━━ Source records

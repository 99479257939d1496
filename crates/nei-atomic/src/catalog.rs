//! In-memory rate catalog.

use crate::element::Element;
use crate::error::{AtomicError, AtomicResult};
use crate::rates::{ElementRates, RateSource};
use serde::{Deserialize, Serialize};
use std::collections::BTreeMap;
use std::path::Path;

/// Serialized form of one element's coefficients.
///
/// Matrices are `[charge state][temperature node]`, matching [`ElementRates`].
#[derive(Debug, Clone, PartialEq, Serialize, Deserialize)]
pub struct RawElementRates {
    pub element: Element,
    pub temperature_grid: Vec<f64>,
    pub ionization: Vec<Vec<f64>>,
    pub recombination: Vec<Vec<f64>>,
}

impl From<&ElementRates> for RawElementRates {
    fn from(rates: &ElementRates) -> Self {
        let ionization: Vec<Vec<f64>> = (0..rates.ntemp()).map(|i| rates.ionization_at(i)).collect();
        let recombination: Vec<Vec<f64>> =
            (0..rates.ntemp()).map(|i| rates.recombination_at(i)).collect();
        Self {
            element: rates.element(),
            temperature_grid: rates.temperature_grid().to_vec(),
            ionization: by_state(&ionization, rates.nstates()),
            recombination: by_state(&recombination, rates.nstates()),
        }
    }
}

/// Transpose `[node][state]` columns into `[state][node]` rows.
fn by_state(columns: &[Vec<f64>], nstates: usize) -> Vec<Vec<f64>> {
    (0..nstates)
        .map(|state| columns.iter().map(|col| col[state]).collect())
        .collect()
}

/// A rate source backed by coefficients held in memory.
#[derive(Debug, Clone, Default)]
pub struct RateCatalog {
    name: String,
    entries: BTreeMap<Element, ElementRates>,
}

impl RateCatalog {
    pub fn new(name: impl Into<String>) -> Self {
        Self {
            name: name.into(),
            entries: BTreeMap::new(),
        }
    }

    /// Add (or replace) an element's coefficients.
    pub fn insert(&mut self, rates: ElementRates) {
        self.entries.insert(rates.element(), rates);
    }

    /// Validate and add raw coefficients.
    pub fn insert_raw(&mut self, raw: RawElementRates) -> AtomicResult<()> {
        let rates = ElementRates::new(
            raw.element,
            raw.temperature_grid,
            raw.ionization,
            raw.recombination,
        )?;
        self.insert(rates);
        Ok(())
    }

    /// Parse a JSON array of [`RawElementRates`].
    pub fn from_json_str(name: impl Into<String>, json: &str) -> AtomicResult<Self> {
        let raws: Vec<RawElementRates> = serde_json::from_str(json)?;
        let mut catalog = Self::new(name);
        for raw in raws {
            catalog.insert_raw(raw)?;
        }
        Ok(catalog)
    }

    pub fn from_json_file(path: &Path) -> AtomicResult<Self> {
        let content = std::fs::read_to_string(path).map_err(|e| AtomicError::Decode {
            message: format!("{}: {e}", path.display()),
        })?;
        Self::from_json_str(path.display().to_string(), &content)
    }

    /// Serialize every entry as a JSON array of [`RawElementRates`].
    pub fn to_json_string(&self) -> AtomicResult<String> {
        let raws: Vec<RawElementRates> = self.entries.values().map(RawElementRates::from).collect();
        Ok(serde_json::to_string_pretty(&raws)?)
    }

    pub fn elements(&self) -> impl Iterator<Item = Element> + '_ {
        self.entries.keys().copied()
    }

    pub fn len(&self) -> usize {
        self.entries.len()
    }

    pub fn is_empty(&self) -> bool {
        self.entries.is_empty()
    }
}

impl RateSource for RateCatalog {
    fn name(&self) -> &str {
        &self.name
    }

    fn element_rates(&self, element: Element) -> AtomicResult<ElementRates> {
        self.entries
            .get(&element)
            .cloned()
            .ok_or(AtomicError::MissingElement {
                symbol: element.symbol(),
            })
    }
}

━━━━
━━ Source records

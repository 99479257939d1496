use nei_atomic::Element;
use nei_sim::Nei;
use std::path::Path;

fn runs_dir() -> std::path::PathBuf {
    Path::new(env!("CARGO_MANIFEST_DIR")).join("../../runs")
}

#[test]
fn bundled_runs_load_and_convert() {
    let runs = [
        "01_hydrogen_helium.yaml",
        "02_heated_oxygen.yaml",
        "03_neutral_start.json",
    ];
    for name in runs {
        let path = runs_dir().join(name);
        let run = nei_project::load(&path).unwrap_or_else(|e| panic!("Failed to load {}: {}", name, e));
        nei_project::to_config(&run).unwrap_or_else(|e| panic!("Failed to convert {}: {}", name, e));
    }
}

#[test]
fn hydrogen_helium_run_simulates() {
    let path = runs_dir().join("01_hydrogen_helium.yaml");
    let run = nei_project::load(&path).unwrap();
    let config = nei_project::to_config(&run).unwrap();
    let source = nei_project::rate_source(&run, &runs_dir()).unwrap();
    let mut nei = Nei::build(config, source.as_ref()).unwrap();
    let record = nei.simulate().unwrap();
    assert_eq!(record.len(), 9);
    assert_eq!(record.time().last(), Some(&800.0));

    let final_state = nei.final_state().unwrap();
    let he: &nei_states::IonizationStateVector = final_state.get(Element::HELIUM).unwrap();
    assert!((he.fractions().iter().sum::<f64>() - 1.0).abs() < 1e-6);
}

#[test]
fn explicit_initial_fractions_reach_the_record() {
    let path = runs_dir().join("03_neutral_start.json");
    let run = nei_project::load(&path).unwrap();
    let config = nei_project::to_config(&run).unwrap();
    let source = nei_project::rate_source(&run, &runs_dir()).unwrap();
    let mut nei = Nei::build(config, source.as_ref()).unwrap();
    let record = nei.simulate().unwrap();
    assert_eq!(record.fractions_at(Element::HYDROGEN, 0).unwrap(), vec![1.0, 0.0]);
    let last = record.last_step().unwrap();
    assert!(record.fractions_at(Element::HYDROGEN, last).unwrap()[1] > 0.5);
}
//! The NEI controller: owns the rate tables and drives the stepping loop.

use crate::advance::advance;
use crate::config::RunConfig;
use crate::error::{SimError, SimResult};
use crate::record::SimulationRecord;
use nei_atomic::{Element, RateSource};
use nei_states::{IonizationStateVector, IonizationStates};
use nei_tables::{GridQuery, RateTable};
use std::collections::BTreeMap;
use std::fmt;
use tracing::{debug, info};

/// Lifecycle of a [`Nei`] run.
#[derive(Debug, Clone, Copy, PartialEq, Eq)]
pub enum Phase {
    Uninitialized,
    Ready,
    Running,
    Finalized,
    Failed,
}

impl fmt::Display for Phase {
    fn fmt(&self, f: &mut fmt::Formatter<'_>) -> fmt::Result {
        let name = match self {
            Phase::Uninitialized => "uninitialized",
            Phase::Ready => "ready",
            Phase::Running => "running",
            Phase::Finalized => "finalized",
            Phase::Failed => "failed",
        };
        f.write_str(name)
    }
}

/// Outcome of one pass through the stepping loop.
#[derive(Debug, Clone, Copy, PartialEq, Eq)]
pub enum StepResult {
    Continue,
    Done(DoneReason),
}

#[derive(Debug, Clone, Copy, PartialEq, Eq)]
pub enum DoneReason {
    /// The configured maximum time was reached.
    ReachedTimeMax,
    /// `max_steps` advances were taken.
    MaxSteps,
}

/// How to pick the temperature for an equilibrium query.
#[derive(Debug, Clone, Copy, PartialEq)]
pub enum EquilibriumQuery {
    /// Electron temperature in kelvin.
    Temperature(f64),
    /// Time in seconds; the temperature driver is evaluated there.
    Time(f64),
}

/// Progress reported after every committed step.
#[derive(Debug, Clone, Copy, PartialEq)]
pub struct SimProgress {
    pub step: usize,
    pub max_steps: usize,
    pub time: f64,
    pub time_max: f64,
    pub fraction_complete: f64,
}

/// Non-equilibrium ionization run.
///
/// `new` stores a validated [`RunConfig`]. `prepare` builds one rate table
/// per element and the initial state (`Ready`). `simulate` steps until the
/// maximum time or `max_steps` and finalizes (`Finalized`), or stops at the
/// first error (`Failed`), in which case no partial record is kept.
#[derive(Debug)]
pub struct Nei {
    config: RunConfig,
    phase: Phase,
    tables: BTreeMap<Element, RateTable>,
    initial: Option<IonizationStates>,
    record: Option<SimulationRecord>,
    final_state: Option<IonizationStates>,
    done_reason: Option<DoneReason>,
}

━━━━

### Work to complete
Go through the listing above and write out exactly the lines starting with the one holding "assert!((he.fractions().iter().sum::<f64>() - 1.0).abs()" and running through the one holding "0).unwrap(), vec![1.0, 0.0]);", ends included, and no others.

### Solution to the exercise
    assert!((he.fractions().iter().sum::<f64>() - 1.0).abs() < 1e-6);
}

#[test]
fn explicit_initial_fractions_reach_the_record() {
    let path = runs_dir().join("03_neutral_start.json");
    let run = nei_project::load(&path).unwrap();
    let config = nei_project::to_config(&run).unwrap();
    let source = nei_project::rate_source(&run, &runs_dir()).unwrap();
    let mut nei = Nei::build(config, source.as_ref()).unwrap();
    let record = nei.simulate().unwrap();
    assert_eq!(record.fractions_at(Element::HYDROGEN, 0).unwrap(), vec![1.0, 0.0]);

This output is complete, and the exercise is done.